■ How to complete this task:
Here is the task for the records below: repeat exactly the lines from the one with "s.last_caption = Some(caption);" to the one with "let loop_token = token.clone();", both included, and nothing else.

---------- Supplied material ----------

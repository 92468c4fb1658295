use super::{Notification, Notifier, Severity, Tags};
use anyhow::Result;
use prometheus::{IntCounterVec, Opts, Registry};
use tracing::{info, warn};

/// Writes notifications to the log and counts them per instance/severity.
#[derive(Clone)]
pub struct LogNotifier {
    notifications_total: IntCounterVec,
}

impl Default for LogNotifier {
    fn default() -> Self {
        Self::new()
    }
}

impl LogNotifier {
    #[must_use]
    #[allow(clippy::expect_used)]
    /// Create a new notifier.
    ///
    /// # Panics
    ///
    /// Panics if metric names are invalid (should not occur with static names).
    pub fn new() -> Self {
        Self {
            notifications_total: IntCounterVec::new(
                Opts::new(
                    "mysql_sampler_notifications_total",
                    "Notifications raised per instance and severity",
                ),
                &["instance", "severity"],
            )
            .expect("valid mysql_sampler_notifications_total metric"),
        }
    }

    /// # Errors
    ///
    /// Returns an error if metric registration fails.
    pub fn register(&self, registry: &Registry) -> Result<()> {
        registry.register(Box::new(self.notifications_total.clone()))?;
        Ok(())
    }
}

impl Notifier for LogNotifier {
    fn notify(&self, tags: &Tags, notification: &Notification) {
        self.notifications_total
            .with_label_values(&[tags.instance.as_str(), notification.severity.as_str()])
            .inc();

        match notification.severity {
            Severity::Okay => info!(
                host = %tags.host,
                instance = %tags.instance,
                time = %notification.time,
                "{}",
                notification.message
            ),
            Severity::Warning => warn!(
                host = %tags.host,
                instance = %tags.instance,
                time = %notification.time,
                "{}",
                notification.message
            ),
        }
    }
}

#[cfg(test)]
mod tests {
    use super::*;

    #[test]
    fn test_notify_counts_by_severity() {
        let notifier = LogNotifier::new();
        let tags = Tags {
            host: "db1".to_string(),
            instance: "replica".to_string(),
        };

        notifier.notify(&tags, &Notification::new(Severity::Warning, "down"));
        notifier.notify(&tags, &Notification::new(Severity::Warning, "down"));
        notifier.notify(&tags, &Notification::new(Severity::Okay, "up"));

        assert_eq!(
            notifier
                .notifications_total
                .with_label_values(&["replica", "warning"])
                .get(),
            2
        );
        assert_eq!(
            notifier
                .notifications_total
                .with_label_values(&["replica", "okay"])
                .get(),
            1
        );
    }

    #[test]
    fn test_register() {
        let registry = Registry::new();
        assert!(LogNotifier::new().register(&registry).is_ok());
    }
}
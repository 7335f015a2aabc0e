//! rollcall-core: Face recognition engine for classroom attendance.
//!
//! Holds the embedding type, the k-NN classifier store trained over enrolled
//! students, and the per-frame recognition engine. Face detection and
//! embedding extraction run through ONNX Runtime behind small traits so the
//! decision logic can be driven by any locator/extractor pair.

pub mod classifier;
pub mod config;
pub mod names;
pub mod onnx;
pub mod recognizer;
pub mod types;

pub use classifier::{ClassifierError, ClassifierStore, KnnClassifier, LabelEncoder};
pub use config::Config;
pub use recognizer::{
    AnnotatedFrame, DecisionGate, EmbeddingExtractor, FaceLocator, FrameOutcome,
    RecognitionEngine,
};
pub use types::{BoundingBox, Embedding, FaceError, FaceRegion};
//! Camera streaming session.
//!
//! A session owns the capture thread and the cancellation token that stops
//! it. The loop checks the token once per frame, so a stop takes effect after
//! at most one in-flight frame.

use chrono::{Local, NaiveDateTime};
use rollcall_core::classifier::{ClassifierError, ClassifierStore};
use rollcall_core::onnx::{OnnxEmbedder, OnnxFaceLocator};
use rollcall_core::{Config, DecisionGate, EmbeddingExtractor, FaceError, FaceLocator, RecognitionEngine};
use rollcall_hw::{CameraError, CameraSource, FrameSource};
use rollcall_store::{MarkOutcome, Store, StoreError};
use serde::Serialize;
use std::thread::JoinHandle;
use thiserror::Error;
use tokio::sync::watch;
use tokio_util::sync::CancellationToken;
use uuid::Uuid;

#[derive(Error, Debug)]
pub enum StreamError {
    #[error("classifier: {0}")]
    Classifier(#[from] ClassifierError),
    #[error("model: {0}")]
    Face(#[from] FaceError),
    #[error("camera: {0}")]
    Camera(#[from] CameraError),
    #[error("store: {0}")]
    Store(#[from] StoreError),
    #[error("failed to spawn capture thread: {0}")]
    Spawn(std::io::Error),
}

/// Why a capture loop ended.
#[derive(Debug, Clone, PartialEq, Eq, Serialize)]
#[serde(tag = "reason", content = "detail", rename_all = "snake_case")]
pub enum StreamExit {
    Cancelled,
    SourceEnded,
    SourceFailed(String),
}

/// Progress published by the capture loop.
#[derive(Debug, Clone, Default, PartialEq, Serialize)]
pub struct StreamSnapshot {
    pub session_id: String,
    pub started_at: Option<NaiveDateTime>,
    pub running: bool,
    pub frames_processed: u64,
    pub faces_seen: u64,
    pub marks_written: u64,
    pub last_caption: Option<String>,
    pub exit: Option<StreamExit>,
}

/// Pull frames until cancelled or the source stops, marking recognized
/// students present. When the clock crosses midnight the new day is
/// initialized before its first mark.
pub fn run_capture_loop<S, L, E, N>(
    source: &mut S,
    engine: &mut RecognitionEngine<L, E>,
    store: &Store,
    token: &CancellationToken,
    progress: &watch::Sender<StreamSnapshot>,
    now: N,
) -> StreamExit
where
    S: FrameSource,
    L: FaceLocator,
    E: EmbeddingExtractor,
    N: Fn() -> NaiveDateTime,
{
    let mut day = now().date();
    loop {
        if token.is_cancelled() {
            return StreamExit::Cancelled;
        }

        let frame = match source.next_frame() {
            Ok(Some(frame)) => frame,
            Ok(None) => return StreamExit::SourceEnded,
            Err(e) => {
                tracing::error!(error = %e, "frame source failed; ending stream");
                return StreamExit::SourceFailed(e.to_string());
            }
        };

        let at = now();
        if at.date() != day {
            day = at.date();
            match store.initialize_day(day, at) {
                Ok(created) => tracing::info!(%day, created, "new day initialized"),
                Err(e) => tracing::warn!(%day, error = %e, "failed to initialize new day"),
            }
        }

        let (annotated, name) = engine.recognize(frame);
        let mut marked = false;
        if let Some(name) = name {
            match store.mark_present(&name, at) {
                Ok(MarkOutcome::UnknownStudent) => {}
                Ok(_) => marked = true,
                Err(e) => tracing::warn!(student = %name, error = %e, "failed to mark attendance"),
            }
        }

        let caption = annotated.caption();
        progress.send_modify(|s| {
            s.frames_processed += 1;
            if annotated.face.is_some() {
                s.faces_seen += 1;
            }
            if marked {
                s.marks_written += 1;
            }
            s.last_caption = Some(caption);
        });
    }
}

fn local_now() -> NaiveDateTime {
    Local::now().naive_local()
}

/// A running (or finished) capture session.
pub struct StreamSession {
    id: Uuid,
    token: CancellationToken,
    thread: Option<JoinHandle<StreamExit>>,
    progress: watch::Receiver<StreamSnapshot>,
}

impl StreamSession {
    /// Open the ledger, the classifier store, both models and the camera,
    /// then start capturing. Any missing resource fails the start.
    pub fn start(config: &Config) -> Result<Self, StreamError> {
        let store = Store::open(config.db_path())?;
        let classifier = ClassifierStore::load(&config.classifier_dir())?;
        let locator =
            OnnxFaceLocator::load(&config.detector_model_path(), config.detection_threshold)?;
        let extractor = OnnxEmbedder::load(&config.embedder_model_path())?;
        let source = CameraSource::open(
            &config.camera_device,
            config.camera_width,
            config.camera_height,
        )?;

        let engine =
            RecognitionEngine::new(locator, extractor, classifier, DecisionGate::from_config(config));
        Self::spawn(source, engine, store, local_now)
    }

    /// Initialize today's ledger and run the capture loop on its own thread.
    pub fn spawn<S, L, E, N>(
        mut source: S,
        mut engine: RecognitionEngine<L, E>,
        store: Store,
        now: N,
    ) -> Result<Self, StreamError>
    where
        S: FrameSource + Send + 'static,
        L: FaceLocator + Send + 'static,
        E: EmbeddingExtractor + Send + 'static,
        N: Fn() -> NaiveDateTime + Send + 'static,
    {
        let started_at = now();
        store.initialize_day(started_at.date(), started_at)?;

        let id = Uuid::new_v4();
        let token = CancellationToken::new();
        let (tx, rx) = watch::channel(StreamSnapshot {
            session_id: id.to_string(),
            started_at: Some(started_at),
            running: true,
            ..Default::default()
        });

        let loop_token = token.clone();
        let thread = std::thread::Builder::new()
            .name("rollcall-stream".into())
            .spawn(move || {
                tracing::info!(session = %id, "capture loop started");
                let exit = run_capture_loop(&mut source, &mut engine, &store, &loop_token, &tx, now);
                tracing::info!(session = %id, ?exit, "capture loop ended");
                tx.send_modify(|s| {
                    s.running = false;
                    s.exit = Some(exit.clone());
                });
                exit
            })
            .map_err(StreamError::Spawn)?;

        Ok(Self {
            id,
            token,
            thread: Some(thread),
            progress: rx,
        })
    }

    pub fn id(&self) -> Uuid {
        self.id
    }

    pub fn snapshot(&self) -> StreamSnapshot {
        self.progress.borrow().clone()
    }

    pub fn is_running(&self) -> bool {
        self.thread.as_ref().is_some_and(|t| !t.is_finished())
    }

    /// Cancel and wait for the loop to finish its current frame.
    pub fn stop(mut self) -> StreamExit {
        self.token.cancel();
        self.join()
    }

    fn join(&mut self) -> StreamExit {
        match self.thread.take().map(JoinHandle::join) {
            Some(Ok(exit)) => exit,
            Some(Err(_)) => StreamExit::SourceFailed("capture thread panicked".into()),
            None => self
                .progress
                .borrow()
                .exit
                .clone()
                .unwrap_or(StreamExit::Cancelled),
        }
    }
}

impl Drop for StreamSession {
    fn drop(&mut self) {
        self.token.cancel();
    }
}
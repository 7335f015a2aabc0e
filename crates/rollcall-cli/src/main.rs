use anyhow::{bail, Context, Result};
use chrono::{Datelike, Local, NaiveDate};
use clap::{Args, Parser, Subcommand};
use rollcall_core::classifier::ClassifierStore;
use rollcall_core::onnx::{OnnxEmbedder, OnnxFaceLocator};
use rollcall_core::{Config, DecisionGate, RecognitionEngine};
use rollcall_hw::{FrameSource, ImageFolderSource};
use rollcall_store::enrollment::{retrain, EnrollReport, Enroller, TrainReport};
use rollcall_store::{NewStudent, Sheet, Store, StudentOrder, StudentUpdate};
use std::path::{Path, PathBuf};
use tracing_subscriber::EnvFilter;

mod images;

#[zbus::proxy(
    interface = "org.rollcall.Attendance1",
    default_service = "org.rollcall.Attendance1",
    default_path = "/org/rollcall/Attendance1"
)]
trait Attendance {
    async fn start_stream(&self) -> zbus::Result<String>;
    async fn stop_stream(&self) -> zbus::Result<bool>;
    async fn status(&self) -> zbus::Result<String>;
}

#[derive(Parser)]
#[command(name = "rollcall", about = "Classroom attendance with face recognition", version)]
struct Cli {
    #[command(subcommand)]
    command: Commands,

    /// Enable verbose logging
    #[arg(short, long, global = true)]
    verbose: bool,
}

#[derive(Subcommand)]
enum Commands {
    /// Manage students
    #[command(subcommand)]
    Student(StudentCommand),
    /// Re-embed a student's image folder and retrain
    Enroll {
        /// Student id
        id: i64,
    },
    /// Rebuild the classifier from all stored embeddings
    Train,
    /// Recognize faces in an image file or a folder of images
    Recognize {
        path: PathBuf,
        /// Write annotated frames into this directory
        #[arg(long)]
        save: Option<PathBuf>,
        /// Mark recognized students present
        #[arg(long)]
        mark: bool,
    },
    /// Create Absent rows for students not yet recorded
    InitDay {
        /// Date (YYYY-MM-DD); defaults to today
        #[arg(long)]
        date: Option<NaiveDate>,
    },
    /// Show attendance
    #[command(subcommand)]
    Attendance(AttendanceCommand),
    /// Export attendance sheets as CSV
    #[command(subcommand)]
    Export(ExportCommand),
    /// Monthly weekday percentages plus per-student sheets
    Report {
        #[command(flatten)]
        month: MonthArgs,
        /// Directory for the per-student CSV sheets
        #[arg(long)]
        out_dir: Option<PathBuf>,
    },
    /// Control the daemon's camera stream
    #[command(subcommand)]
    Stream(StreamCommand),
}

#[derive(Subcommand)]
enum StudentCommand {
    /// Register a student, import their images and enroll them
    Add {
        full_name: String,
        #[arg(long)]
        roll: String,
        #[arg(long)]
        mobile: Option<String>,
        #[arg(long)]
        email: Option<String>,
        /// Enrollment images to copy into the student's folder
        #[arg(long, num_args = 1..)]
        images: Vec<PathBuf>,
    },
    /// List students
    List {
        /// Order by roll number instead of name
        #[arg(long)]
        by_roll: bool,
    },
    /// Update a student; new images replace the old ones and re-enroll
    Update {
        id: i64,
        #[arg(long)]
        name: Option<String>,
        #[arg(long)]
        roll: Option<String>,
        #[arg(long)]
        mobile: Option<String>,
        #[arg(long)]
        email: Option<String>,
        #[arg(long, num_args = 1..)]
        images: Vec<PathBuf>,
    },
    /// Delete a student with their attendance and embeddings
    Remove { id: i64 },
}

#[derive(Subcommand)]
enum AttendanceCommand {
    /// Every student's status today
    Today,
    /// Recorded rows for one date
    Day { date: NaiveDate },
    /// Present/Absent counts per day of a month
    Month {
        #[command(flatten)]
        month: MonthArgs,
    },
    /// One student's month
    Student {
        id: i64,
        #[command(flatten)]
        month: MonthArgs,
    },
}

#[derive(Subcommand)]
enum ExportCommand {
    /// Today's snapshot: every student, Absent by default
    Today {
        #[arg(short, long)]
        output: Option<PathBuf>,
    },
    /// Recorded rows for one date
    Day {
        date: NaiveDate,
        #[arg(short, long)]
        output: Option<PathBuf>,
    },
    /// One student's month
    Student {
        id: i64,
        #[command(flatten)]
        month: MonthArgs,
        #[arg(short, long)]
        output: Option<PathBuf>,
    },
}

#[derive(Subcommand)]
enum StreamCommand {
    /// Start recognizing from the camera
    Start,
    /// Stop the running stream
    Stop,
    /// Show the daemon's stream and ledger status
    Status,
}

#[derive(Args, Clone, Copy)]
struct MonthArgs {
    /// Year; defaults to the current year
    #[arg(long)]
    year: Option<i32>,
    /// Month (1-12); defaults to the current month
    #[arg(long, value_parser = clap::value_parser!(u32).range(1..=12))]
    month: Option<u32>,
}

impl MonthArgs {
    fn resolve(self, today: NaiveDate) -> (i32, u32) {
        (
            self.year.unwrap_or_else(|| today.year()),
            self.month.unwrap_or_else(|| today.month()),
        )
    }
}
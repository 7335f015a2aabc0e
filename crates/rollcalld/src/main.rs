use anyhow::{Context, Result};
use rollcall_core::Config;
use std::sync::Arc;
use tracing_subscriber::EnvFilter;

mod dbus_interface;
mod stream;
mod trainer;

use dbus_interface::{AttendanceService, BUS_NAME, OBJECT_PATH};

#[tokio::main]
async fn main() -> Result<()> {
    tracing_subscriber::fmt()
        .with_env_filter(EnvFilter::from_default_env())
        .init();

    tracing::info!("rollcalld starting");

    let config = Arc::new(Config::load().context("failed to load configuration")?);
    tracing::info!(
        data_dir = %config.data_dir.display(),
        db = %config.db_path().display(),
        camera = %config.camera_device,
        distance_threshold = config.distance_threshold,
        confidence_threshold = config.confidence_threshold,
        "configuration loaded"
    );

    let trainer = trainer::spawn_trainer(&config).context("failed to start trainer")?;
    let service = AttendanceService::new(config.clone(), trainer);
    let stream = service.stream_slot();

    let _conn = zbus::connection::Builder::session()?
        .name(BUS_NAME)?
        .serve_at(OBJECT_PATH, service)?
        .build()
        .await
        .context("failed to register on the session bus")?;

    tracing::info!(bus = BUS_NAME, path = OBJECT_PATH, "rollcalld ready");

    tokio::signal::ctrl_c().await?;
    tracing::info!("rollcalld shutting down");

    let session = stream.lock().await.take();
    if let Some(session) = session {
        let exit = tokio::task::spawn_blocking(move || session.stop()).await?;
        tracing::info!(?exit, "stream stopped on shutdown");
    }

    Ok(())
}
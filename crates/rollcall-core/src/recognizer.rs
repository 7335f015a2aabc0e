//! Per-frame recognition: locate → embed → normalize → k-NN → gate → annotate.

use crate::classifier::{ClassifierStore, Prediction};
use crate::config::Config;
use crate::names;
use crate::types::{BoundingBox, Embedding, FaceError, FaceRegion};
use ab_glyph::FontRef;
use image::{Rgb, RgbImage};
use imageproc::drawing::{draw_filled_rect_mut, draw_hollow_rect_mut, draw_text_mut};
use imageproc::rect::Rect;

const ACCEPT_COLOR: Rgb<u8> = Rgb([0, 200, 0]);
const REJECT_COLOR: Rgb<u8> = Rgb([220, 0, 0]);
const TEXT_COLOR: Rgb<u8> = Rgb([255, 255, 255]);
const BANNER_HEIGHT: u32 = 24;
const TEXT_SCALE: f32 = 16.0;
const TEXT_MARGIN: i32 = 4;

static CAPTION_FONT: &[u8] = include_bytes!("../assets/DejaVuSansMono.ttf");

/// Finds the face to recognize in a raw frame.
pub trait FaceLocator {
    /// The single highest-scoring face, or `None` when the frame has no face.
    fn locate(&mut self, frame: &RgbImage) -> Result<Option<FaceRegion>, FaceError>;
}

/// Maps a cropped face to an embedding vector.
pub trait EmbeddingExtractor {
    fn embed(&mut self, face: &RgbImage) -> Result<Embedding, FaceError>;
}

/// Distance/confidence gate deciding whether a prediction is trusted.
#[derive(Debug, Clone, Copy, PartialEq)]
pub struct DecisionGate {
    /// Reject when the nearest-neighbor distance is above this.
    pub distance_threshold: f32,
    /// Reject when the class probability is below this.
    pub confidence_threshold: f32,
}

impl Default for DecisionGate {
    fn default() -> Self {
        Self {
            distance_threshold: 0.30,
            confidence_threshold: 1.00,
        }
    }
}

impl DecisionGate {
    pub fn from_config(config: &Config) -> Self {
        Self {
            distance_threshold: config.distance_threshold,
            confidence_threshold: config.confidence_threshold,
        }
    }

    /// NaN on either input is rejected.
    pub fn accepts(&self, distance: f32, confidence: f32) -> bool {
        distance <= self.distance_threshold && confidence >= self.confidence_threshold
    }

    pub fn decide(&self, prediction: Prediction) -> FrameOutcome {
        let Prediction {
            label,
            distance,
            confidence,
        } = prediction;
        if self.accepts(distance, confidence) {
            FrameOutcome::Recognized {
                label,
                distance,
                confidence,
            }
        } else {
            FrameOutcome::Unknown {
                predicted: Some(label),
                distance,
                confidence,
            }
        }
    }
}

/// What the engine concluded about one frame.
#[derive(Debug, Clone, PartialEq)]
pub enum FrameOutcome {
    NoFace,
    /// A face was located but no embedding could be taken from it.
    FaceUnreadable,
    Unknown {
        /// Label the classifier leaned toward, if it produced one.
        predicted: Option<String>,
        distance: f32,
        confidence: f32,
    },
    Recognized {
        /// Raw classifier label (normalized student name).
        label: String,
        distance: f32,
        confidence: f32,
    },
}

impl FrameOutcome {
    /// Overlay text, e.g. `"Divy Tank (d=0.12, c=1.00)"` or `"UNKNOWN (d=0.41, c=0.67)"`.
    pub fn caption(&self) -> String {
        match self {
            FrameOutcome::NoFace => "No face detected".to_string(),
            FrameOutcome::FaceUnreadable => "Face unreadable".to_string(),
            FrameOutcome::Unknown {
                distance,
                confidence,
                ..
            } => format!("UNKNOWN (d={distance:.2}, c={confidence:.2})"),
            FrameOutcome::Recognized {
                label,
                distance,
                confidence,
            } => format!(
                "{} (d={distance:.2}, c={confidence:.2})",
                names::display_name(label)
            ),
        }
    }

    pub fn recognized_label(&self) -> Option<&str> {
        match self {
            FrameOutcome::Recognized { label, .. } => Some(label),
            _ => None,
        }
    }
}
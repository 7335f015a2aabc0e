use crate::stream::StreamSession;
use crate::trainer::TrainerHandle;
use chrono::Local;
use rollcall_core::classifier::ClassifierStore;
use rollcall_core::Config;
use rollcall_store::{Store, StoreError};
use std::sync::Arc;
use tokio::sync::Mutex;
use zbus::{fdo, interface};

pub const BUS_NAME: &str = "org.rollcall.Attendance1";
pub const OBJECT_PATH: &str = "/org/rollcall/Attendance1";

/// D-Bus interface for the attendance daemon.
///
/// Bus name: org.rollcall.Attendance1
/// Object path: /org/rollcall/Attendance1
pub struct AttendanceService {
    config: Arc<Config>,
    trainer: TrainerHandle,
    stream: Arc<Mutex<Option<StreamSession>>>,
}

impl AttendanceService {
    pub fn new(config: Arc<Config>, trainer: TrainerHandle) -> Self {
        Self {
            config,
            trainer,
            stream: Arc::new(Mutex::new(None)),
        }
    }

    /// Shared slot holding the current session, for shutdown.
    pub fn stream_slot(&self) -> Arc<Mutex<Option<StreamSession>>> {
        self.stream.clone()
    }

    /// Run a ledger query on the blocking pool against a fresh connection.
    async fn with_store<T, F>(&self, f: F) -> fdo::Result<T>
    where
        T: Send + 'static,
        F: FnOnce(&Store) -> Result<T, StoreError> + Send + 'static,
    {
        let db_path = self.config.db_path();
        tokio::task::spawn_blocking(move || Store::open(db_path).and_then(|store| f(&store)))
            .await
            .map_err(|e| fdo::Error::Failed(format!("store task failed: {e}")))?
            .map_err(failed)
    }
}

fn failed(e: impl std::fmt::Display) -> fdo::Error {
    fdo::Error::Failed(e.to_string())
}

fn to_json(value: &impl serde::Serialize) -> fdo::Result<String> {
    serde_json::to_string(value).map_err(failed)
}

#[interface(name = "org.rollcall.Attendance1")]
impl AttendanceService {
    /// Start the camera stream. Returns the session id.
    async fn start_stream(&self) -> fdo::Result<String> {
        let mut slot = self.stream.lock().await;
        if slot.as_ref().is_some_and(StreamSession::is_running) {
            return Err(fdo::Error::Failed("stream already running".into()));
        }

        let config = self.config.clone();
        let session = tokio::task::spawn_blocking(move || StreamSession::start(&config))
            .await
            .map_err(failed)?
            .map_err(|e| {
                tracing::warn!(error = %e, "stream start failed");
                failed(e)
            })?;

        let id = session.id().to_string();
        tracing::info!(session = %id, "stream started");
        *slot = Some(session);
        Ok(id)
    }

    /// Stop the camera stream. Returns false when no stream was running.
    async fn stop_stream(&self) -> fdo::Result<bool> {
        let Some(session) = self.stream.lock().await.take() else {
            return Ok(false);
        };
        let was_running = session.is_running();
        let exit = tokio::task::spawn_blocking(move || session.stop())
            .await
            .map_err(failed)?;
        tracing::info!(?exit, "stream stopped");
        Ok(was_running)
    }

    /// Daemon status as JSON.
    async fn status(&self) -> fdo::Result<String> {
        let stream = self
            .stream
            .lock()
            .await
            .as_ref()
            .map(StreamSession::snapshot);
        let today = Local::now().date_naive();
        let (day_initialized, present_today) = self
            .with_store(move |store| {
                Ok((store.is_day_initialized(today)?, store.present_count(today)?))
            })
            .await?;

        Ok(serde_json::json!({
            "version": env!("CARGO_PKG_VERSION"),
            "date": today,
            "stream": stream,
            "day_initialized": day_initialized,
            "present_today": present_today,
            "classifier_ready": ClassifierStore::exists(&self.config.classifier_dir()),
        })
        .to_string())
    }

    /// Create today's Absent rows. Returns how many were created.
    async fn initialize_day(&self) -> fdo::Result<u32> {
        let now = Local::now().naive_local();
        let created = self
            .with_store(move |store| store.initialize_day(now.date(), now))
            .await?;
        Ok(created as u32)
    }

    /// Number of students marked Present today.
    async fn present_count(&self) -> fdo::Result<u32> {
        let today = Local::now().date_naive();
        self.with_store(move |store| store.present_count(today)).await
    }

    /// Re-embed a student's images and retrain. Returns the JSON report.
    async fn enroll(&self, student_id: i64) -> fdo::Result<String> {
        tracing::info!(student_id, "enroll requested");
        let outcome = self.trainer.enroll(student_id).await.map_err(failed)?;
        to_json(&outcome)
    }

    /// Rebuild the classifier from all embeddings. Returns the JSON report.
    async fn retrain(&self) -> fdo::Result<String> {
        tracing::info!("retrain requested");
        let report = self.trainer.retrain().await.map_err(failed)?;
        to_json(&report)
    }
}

----------

■ Exercise output:
            s.last_caption = Some(caption);
        });
    }
}

fn local_now() -> NaiveDateTime {
    Local::now().naive_local()
}

/// A running (or finished) capture session.
pub struct StreamSession {
    id: Uuid,
    token: CancellationToken,
    thread: Option<JoinHandle<StreamExit>>,
    progress: watch::Receiver<StreamSnapshot>,
}

impl StreamSession {
    /// Open the ledger, the classifier store, both models and the camera,
    /// then start capturing. Any missing resource fails the start.
    pub fn start(config: &Config) -> Result<Self, StreamError> {
        let store = Store::open(config.db_path())?;
        let classifier = ClassifierStore::load(&config.classifier_dir())?;
        let locator =
            OnnxFaceLocator::load(&config.detector_model_path(), config.detection_threshold)?;
        let extractor = OnnxEmbedder::load(&config.embedder_model_path())?;
        let source = CameraSource::open(
            &config.camera_device,
            config.camera_width,
            config.camera_height,
        )?;

        let engine =
            RecognitionEngine::new(locator, extractor, classifier, DecisionGate::from_config(config));
        Self::spawn(source, engine, store, local_now)
    }

    /// Initialize today's ledger and run the capture loop on its own thread.
    pub fn spawn<S, L, E, N>(
        mut source: S,
        mut engine: RecognitionEngine<L, E>,
        store: Store,
        now: N,
    ) -> Result<Self, StreamError>
    where
        S: FrameSource + Send + 'static,
        L: FaceLocator + Send + 'static,
        E: EmbeddingExtractor + Send + 'static,
        N: Fn() -> NaiveDateTime + Send + 'static,
    {
        let started_at = now();
        store.initialize_day(started_at.date(), started_at)?;

        let id = Uuid::new_v4();
        let token = CancellationToken::new();
        let (tx, rx) = watch::channel(StreamSnapshot {
            session_id: id.to_string(),
            started_at: Some(started_at),
            running: true,
            ..Default::default()
        });

        let loop_token = token.clone();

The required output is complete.